Concernant le Canada, nous avons davantage de recul mais la situation financière des Canadiens face à la Covid-19 est très différente, le soutien économique de l’Etat vis-à-vis des ménages ayant été moins fort qu’en France. Nous avons ainsi observé sur le marché canadien un léger pic de demandes de retrait des investissements réalisés avec l’application pour compléter les dépenses de la vie quotidienne. Pour autant les utilisateurs sont restés fidèles à Moka et nous n’avons pas constaté de départ massif d’utilisateurs.

Julien Maldonato : A la suite de la crise liée à la Covid-19, l’épargne des Français n’a jamais été aussi forte. En 2020, les ménages français ont épargné en cumul près de 200 milliards d’euros 1 et se sont tournés vers une épargne plus liquide en mettant de côté les placements à long terme. En effet, le marché de l’assurance vie enregistre un fort ralentissement avec une décollecte nette de 6,5 milliards d’euros [3] sur 2020 tandis que le livret A enregistré lui une collecte nette de plus de 26 milliards sur la même période alors que son taux n’a jamais été aussi bas (0,5%) [4]. Si cette tendance se confirme, les Français pourraient être de plus en plus demandeurs de placements liquides tout en recherchant le meilleur rendement possible. C’est une opportunité pour les fintechs de proposer ce type de solutions.

 

Si nous nous projetons dans les mois et les années à venir, prévoyez-vous d’enrichir l’offre actuelle en l’agrémentant de nouveaux services faisant appel à des nouvelles technologies comme l’IA ? Comment imaginez-vous le développement de Moka ?

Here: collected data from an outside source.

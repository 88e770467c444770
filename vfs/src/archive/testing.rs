//! Deterministic in-memory zip builder for tests.
//!
//! Output is Zip32-only with fixed timestamps and explicit sizes (no data
//! descriptors). The unit tests and the integration tests both build their
//! archives with this file, so it depends on nothing but `flate2`.

use std::io::Write;

use flate2::Compression;
use flate2::write::DeflateEncoder;

const SIG_LFH: u32 = 0x0403_4b50;
const SIG_CDFH: u32 = 0x0201_4b50;
const SIG_EOCD: u32 = 0x0605_4b50;

const METHOD_STORED: u16 = 0;
const METHOD_DEFLATE: u16 = 8;

pub(crate) fn deflate(payload: &[u8]) -> Vec<u8> {
    let mut encoder = DeflateEncoder::new(Vec::new(), Compression::default());
    encoder.write_all(payload).unwrap();
    encoder.finish().unwrap()
}

pub(crate) fn crc32(payload: &[u8]) -> u32 {
    let mut crc = flate2::Crc::new();
    crc.update(payload);
    crc.sum()
}

struct Entry {
    name: Vec<u8>,
    method: u16,
    data: Vec<u8>,
    uncompressed_size: u32,
    crc: u32,
}

#[derive(Default)]
pub(crate) struct ZipBuilder {
    entries: Vec<Entry>,
    comment: Vec<u8>,
}

impl ZipBuilder {
    pub fn new() -> Self {
        Self::default()
    }

    pub fn stored(self, name: &str, payload: &[u8]) -> Self {
        self.raw_entry(
            name,
            METHOD_STORED,
            payload,
            payload.len() as u32,
            crc32(payload),
        )
    }

    pub fn deflated(self, name: &str, payload: &[u8]) -> Self {
        self.raw_entry(
            name,
            METHOD_DEFLATE,
            &deflate(payload),
            payload.len() as u32,
            crc32(payload),
        )
    }

    /// Add an entry with caller-controlled header fields.
    pub fn raw_entry(
        mut self,
        name: &str,
        method: u16,
        data: &[u8],
        uncompressed_size: u32,
        crc: u32,
    ) -> Self {
        self.entries.push(Entry {
            name: name.as_bytes().to_vec(),
            method,
            data: data.to_vec(),
            uncompressed_size,
            crc,
        });
        self
    }

    pub fn comment(mut self, comment: &[u8]) -> Self {
        self.comment = comment.to_vec();
        self
    }

    pub fn finish(self) -> Vec<u8> {
        fn u16le(v: u16) -> [u8; 2] {
            v.to_le_bytes()
        }
        fn u32le(v: u32) -> [u8; 4] {
            v.to_le_bytes()
        }

        let mut out = Vec::new();
        let mut cd = Vec::new();

        for entry in &self.entries {
            let local_off = out.len() as u32;

            out.extend_from_slice(&u32le(SIG_LFH));
            out.extend_from_slice(&u16le(20));
            out.extend_from_slice(&u16le(0));
            out.extend_from_slice(&u16le(entry.method));
            out.extend_from_slice(&u16le(0));
            out.extend_from_slice(&u16le(0));
            out.extend_from_slice(&u32le(entry.crc));
            out.extend_from_slice(&u32le(entry.data.len() as u32));
            out.extend_from_slice(&u32le(entry.uncompressed_size));
            out.extend_from_slice(&u16le(entry.name.len() as u16));
            out.extend_from_slice(&u16le(0));
            out.extend_from_slice(&entry.name);
            out.extend_from_slice(&entry.data);

            cd.extend_from_slice(&u32le(SIG_CDFH));
            cd.extend_from_slice(&u16le(20));
            cd.extend_from_slice(&u16le(20));
            cd.extend_from_slice(&u16le(0));
            cd.extend_from_slice(&u16le(entry.method));
            cd.extend_from_slice(&u16le(0));
            cd.extend_from_slice(&u16le(0));
            cd.extend_from_slice(&u32le(entry.crc));
            cd.extend_from_slice(&u32le(entry.data.len() as u32));
            cd.extend_from_slice(&u32le(entry.uncompressed_size));
            cd.extend_from_slice(&u16le(entry.name.len() as u16));
            cd.extend_from_slice(&u16le(0));
            cd.extend_from_slice(&u16le(0));
            cd.extend_from_slice(&u16le(0));
            cd.extend_from_slice(&u16le(0));
            cd.extend_from_slice(&u32le(0));
            cd.extend_from_slice(&u32le(local_off));
            cd.extend_from_slice(&entry.name);
        }

        let cd_start = out.len() as u32;
        out.extend_from_slice(&cd);

        out.extend_from_slice(&u32le(SIG_EOCD));
        out.extend_from_slice(&u16le(0));
        out.extend_from_slice(&u16le(0));
        out.extend_from_slice(&u16le(self.entries.len() as u16));
        out.extend_from_slice(&u16le(self.entries.len() as u16));
        out.extend_from_slice(&u32le(cd.len() as u32));
        out.extend_from_slice(&u32le(cd_start));
        out.extend_from_slice(&u16le(self.comment.len() as u16));
        out.extend_from_slice(&self.comment);

        out
    }
}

Maxime Le Maître : Nos produits commercialisés au Canada utilisent déjà l’IA comme notre outil d’automatisation de remboursement de dettes optimisant le plan de remboursement. Nous prévoyons également d’ajouter des nouvelles fonctionnalités à l’offre française.

De plus, grâce à notre déploiement en France et à des partenariats avec des sociétés comme Treezor ou grâce à notre société de gestion d’actifs basée à Amsterdam, nous avons en notre possession tout le cadre juridique nécessaire pour un déploiement rapide et massif en Europe. Nous envisageons ainsi d’ici fin 2021 – début 2022 – de lancer Moka dans un nouveau pays frontalier à la France et ainsi se rapprocher davantage de notre ambition de devenir la première application d’épargne et d’investissement en France et en Europe.

Julien Maldonato : La gestion de l’épargne a notamment été améliorée grâce à l’IA qui a révolutionné l’industrie des systèmes financiers en permettant de proposer des solutions adaptées et personnalisées selon les besoins des consommateurs [5]. Par ailleurs, dans le domaine de l’épargne, l’IA est largement utilisée pour automatiser une partie de la gestion et ainsi maximiser les profits éventuels en choisissant le meilleur placement sans action de la part de l’épargnant ou d’un conseiller. L’intégration de l’IA aux services financiers est ainsi un important levier de différenciation pour les acteurs bancaires en repensant l’expérience utilisateur tout en minimisant leurs coûts par les gains financiers obtenus grâce à l’automatisation [6].